### What is needed
Whatever appears in the entries must be given again exactly.

Stored records
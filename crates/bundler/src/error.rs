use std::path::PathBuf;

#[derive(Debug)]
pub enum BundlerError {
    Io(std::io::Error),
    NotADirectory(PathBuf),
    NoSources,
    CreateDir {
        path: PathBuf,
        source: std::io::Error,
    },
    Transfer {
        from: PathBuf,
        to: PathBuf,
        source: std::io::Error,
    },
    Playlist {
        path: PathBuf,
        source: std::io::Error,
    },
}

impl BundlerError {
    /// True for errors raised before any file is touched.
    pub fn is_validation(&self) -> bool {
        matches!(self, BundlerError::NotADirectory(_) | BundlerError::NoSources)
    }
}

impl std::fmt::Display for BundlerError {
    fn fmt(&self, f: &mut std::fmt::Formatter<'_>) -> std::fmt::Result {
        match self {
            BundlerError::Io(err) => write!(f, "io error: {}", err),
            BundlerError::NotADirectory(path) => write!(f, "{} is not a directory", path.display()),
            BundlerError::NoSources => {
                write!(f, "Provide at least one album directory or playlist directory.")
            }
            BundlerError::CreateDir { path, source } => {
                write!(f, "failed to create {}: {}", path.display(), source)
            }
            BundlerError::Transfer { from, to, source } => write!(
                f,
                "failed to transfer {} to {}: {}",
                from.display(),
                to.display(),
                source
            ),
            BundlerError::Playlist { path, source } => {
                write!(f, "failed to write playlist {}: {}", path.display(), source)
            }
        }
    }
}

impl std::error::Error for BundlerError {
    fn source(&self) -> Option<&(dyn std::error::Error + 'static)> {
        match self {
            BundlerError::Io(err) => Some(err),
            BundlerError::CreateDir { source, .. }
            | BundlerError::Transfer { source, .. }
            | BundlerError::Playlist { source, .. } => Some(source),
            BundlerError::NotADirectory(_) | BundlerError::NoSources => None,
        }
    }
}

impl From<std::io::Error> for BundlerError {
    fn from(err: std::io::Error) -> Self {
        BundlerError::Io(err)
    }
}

### Answer for the task
filename crates/bundler/src/error.rs
use std::path::PathBuf;

#[derive(Debug)]
pub enum BundlerError {
    Io(std::io::Error),
    NotADirectory(PathBuf),
    NoSources,
    CreateDir {
        path: PathBuf,
        source: std::io::Error,
    },
    Transfer {
        from: PathBuf,
        to: PathBuf,
        source: std::io::Error,
    },
    Playlist {
        path: PathBuf,
        source: std::io::Error,
    },
}

impl BundlerError {
    /// True for errors raised before any file is touched.
    pub fn is_validation(&self) -> bool {
        matches!(self, BundlerError::NotADirectory(_) | BundlerError::NoSources)
    }
}

impl std::fmt::Display for BundlerError {
    fn fmt(&self, f: &mut std::fmt::Formatter<'_>) -> std::fmt::Result {
        match self {
            BundlerError::Io(err) => write!(f, "io error: {}", err),
            BundlerError::NotADirectory(path) => write!(f, "{} is not a directory", path.display()),
            BundlerError::NoSources => {
                write!(f, "Provide at least one album directory or playlist directory.")
            }
            BundlerError::CreateDir { path, source } => {
                write!(f, "failed to create {}: {}", path.display(), source)
            }
            BundlerError::Transfer { from, to, source } => write!(
                f,
                "failed to transfer {} to {}: {}",
                from.display(),
                to.display(),
                source
            ),
            BundlerError::Playlist { path, source } => {
                write!(f, "failed to write playlist {}: {}", path.display(), source)
            }
        }
    }
}

impl std::error::Error for BundlerError {
    fn source(&self) -> Option<&(dyn std::error::Error + 'static)> {
        match self {
            BundlerError::Io(err) => Some(err),
            BundlerError::CreateDir { source, .. }
            | BundlerError::Transfer { source, .. }
            | BundlerError::Playlist { source, .. } => Some(source),
            BundlerError::NotADirectory(_) | BundlerError::NoSources => None,
        }
    }
}

impl From<std::io::Error> for BundlerError {
    fn from(err: std::io::Error) -> Self {
        BundlerError::Io(err)
    }
}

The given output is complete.